The United States has struggled to gain support for the coalition from European and Asian allies, who fear it would further stoke tensions with Iran.

So far only Britain has officially said it would join the mission to protect merchant ships after Iran seized a British-flagged vessel.

Tension has mounted since Trump last year quit a 2015 nuclear pact under which Iran agreed to curtail its atomic programme in return for relief from economic sanctions crippling its economy.

France, Britain and Germany, which with Russia and China are party to the agreement, have tried to rescue the deal and reduce tensions.

China has traditionally played a small role in Middle East conflicts or diplomacy despite its reliance on regional oil, but has increased its profile under President Xi Jinping.

"We have the position that all disputes should be sorted by peaceful means and by political discussions, not ... military actions," Ambassador Ni said.

Iran says securing the Strait, the world's most important oil artery, should be left to Tehran and other regional countries.
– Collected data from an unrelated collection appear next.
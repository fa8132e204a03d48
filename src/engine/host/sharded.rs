// Copyright © 2024 Pathway

//! Several independent co-group instances, each owning the keys that hash
//! to it.

use std::hash::{Hash, Hasher as _};
use std::iter::Flatten;
use std::panic::Location;
use std::vec;

use log::{debug, error, info};
use rayon::prelude::*;
use rayon::ThreadPoolBuilder;
use xxhash_rust::xxh3::Xxh3 as Hasher;

use super::{run_cogroup, tolerate, Config, HostStats, KeyErrorPolicy};
use crate::engine::cogroup::{
    ordering_violation, CoGroup, CoGroupStats, Drain, KeyFn, Matches, OutputPair, Phase, Port,
};
use crate::engine::{Error, Result};

pub type ShardedDrain<T0, T1> = Flatten<vec::IntoIter<Drain<T0, T1>>>;

#[allow(clippy::cast_possible_truncation)]
pub fn shard_of<K: Hash>(key: &K, shards: usize) -> usize {
    let mut hasher = Hasher::default();
    key.hash(&mut hasher);
    (hasher.finish() % shards as u64) as usize
}

/// Routes every record to the instance owning its key. Port ordering is
/// checked across all instances, not only within the one a record lands in.
pub struct ShardedCoGroup<T0, T1, K> {
    key_of_left: KeyFn<T0, K>,
    key_of_right: KeyFn<T1, K>,
    shards: Vec<CoGroup<T0, T1, K>>,
    phase: Phase,
}

impl<T0, T1, K> ShardedCoGroup<T0, T1, K>
where
    K: Eq + Hash,
{
    pub fn new(config: &Config, key_of_left: KeyFn<T0, K>, key_of_right: KeyFn<T1, K>) -> Self {
        let shards = (0..config.shards())
            .map(|_| CoGroup::from_key_fns(key_of_left.clone(), key_of_right.clone()))
            .collect();
        Self {
            key_of_left,
            key_of_right,
            shards,
            phase: Phase::AcceptingLeft,
        }
    }

    pub fn shards(&self) -> usize {
        self.shards.len()
    }

    pub fn phase(&self) -> Phase {
        self.phase
    }

    pub fn stats(&self) -> CoGroupStats {
        let mut stats = CoGroupStats::default();
        for shard in &self.shards {
            stats += shard.stats();
        }
        stats
    }

    #[track_caller]
    pub fn push_left(&mut self, item: T0) -> Result<()> {
        if self.phase != Phase::AcceptingLeft {
            return Err(ordering_violation(Port::Left, self.phase, Location::caller()));
        }
        let key = (self.key_of_left)(&item).map_err(|source| Error::KeyExtraction {
            port: Port::Left,
            source,
        })?;
        let shard = shard_of(&key, self.shards.len());
        self.shards[shard].push_left(item)
    }

    #[track_caller]
    pub fn push_right(&mut self, item: T1) -> Result<Matches<'_, T0, T1>> {
        match self.phase {
            Phase::AcceptingLeft => self.phase = Phase::AcceptingRight,
            Phase::AcceptingRight => {}
            Phase::Completed => {
                return Err(ordering_violation(
                    Port::Right,
                    self.phase,
                    Location::caller(),
                ));
            }
        }
        let key = (self.key_of_right)(&item).map_err(|source| Error::KeyExtraction {
            port: Port::Right,
            source,
        })?;
        let shard = shard_of(&key, self.shards.len());
        self.shards[shard].push_right(item)
    }

    /// Completes every instance and chains their drains, shard by shard.
    #[track_caller]
    pub fn complete(&mut self) -> Result<ShardedDrain<T0, T1>> {
        if self.phase == Phase::Completed {
            let location = Location::caller();
            error!("sharded co-group completed twice, at {location}");
            return Err(Error::DuplicateCompletion { location });
        }
        self.phase = Phase::Completed;
        let drains = self
            .shards
            .iter_mut()
            .map(CoGroup::complete)
            .collect::<Result<Vec<_>>>()?;
        Ok(drains.into_iter().flatten())
    }
}

/// Partitions both inputs by key and runs one co-group per shard on its own
/// thread. The output is grouped by shard.
pub fn run_parallel<T0, T1, K>(
    config: &Config,
    left: impl IntoIterator<Item = T0>,
    right: impl IntoIterator<Item = T1>,
    key_of_left: &KeyFn<T0, K>,
    key_of_right: &KeyFn<T1, K>,
) -> Result<(Vec<OutputPair<T0, T1>>, HostStats)>
where
    T0: Clone + Send,
    T1: Clone + Send,
    K: Eq + Hash,
{
    let shards = config.shards();
    let mut stats = HostStats::default();
    let mut partitions: Vec<(Vec<T0>, Vec<T1>)> =
        (0..shards).map(|_| (Vec::new(), Vec::new())).collect();
    for item in left {
        match key_of_left(&item) {
            Ok(key) => partitions[shard_of(&key, shards)].0.push(item),
            Err(source) => {
                let port = tolerate(
                    config.key_error_policy(),
                    Error::KeyExtraction {
                        port: Port::Left,
                        source,
                    },
                )?;
                stats.record_skipped(port);
            }
        }
    }
    for item in right {
        match key_of_right(&item) {
            Ok(key) => partitions[shard_of(&key, shards)].1.push(item),
            Err(source) => {
                let port = tolerate(
                    config.key_error_policy(),
                    Error::KeyExtraction {
                        port: Port::Right,
                        source,
                    },
                )?;
                stats.record_skipped(port);
            }
        }
    }
    debug!("inputs partitioned into {shards} shards");

    let pool = ThreadPoolBuilder::new()
        .num_threads(shards)
        .thread_name(|index| format!("cogroup-shard-{index}"))
        .build()
        .map_err(|err| Error::Other(Box::new(err)))?;
    let results: Vec<(Vec<OutputPair<T0, T1>>, HostStats)> = pool.install(|| {
        partitions
            .into_par_iter()
            .map(|(left, right)| -> Result<_> {
                let mut operator: CoGroup<T0, T1, K> =
                    CoGroup::from_key_fns(key_of_left.clone(), key_of_right.clone());
                let mut output: Vec<OutputPair<T0, T1>> = Vec::new();
                // keys were already extracted once, they can't fail now
                let shard_stats = run_cogroup(
                    &mut operator,
                    left,
                    right,
                    KeyErrorPolicy::Fail,
                    &mut output,
                )?;
                Ok((output, shard_stats))
            })
            .collect::<Result<Vec<_>>>()
    })?;

    let mut output = Vec::with_capacity(results.iter().map(|(pairs, _)| pairs.len()).sum());
    for (pairs, shard_stats) in results {
        output.extend(pairs);
        stats += shard_stats;
    }
    info!("parallel co-group finished, {}", stats.operator);
    Ok((output, stats))
}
The UAE and Saudi Arabia, who support U.S. policy against regional foe Iran, have called on the international community to safeguard maritime trade and security of global oil supplies.

Abu Dhabi Crown Prince Mohammed bin Zayed al-Nahyan met President Xi during a visit to Beijing last month during which the two sides signed a military and defence cooperation deal.

The ambassador said the agreement could lead to cooperation on tackling terrorism and intelligence sharing, adding that further discussions would take place.

China, which has a military base in Djibouti, has participated in regional escort missions in the Gulf of Aden and off the Somali coast as part of a United Nations Security Council anti-piracy mandate.